A GOVERNMENT petition calling for Article 50 to be revoked has been signed by more than two million people despite the website repeatedly crashing throughout the day.

At one point, you could watch the numbers soar in real time, gaining signatures at a rate of almost 2000 per minute.

With the total creeping towards 600,000 signatures at around 9am on Thursday morning, the website was taken “down for maintenance” with the suggestion to “please try again later”.

The website was then restored some time after 11am but since crashed again.

The petition calls for the UK Government to revoke Article 50 and keep the UK in the EU.

“The government repeatedly claims exiting the EU is ‘the will of the people’. We need to put a stop to this claim by proving the strength of public support now, for remaining in the EU. A People’s Vote may not happen – so vote now,” it reads.

Trouble on the home front for May

THERESA May is facing a furious backlash from MPs who said they have been assaulted and subjected to death threats after her controversial televised address blaming them for the Brexit deadlock.

Parliamentarians from all sides lined up to condemn her remarks, warning that they had put them in danger of physical attack by angry members of the public.

Anna Soubry, the pro-Remain MP who now sits as an independent, said she was unable to travel home this weekend after receiving “very, very serious” death threats.

Senior backbenchers said the Prime Minister’s broadcast on Wednesday evening meant it would be even more difficult for her to get her Brexit deal through the Commons when it returns next week. Downing Street defended the remarks saying they had been intended as a “message to the public” to explain why she was now seeking a delay to Britain’s withdrawal date.
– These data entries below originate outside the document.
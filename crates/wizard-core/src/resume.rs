//! Startup restoration of saved progress.

use chrono::{DateTime, Utc};
use tracing::{debug, info};
use wizard_domain::{AnswerValue, ResponseMap, WidgetKind, OTHER_SNAPSHOT_SUFFIX};

use crate::{CoreError, Navigator, PersistenceStore, ProgressStore, RenderedForm, SnapshotLoad};

#[derive(Debug, Clone, PartialEq)]
pub enum ResumeOutcome {
    /// Nothing was stored.
    Fresh,
    /// A completion record was present; both records were cleared.
    CompletedReset,
    /// The stored snapshot was unreadable and has been deleted.
    Discarded,
    Restored {
        page: u32,
        responses: usize,
        saved_at: DateTime<Utc>,
    },
}

impl ResumeOutcome {
    /// Whether the user should be told their answers came back.
    pub fn restored_answers(&self) -> Option<DateTime<Utc>> {
        match self {
            ResumeOutcome::Restored {
                responses,
                saved_at,
                ..
            } if *responses > 0 => Some(*saved_at),
            _ => None,
        }
    }
}

/// Loads saved state into a freshly rendered form. Runs once, before
/// autosave is armed.
pub fn resume<S: ProgressStore>(
    store: &PersistenceStore<S>,
    navigator: &mut Navigator,
    form: &mut RenderedForm,
) -> Result<ResumeOutcome, CoreError> {
    if store.is_completed()? {
        info!("previous session was completed; starting fresh");
        store.clear_all()?;
        return Ok(ResumeOutcome::CompletedReset);
    }

    let snapshot = match store.load_snapshot()? {
        SnapshotLoad::Missing => return Ok(ResumeOutcome::Fresh),
        SnapshotLoad::Discarded => return Ok(ResumeOutcome::Discarded),
        SnapshotLoad::Loaded(snapshot) => snapshot,
    };

    if let Some(transition) = navigator.jump_to(snapshot.current_page) {
        form.show_only(transition.to);
    }
    let applied = replay_responses(form, &snapshot.responses);
    info!(
        page = navigator.current_page(),
        saved = snapshot.responses.len(),
        applied,
        "restored saved progress"
    );

    Ok(ResumeOutcome::Restored {
        page: navigator.current_page(),
        responses: snapshot.responses.len(),
        saved_at: snapshot.timestamp,
    })
}

/// Writes saved values back onto matching widgets and returns how many
/// found a target.
pub fn replay_responses(form: &mut RenderedForm, responses: &ResponseMap) -> usize {
    let mut applied = 0;
    for (key, value) in responses {
        let hit = match key.strip_suffix(OTHER_SNAPSHOT_SUFFIX) {
            Some(group) => restore_other_text(form, group, value),
            None => restore_value(form, key, value),
        };
        if hit {
            applied += 1;
        } else {
            debug!(key = %key, "no element for saved response");
        }
    }
    applied
}

fn restore_other_text(form: &mut RenderedForm, group: &str, value: &AnswerValue) -> bool {
    let Some(widget) = form
        .widgets_mut()
        .iter_mut()
        .find(|widget| widget.is_other_option() && widget.name.as_deref() == Some(group))
    else {
        return false;
    };
    widget.other_text = Some(value.as_text().into_owned());
    true
}

fn restore_value(form: &mut RenderedForm, key: &str, value: &AnswerValue) -> bool {
    let widgets = form.widgets();
    let Some(index) = widgets
        .iter()
        .position(|widget| widget.id.as_deref() == Some(key))
        .or_else(|| {
            widgets
                .iter()
                .position(|widget| widget.name.as_deref() == Some(key))
        })
    else {
        return false;
    };

    if widgets[index].kind == WidgetKind::Radio {
        return form.select_option(key, &value.as_text()).is_some();
    }

    let widget = &mut form.widgets_mut()[index];
    match widget.kind {
        WidgetKind::Checkbox => widget.checked = value.is_truthy(),
        _ => widget.value = value.as_text().into_owned(),
    }
    true
}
Asked about claims that they had jeopardised MPs’ personal safety, a No 10 spokeswoman said: “I flatly reject that.”

The Deputy Speaker of the Commons Lindsay Hoyle emailed MPs before May’s address advising them to travel by taxi or with colleagues amid heightened tensions in the run up to next week’s votes.

Labour MP Lloyd Russell-Moyle said three men had to intervene when an assailant tried to attack him, grabbing at his glasses after shouting that politicians were “traitors”. Russell-Moyle blamed the Prime Minister for having “whipped up fear and division with her speech last night”.

Operation Yellowhammer 

THE armed forces have set up a command centre in an underground bunker as part of contingency plans for the UK crashing out of the EU without a deal. Under Operation Redfold, the Ministry of Defence said it has committed to holding 3500 troops at readiness to help the government with any disruption following a no-deal departure from the EU. The plans are part of the Government’s Operation Yellowhammer preparations for the UK leaving without a deal.

It is understood the underground command centre will act as a base of operations to deal with requests for MoD support from other departments as well as directing the troops.

l Scottish Tory MP Andrew Bowie found himself under fire on Twitter after claiming the only way to rule out a No Deal Brexit was to vote for May’s deal.

Plenty of people pointed out, of course, that there was at least one alternative: revoke Article 50.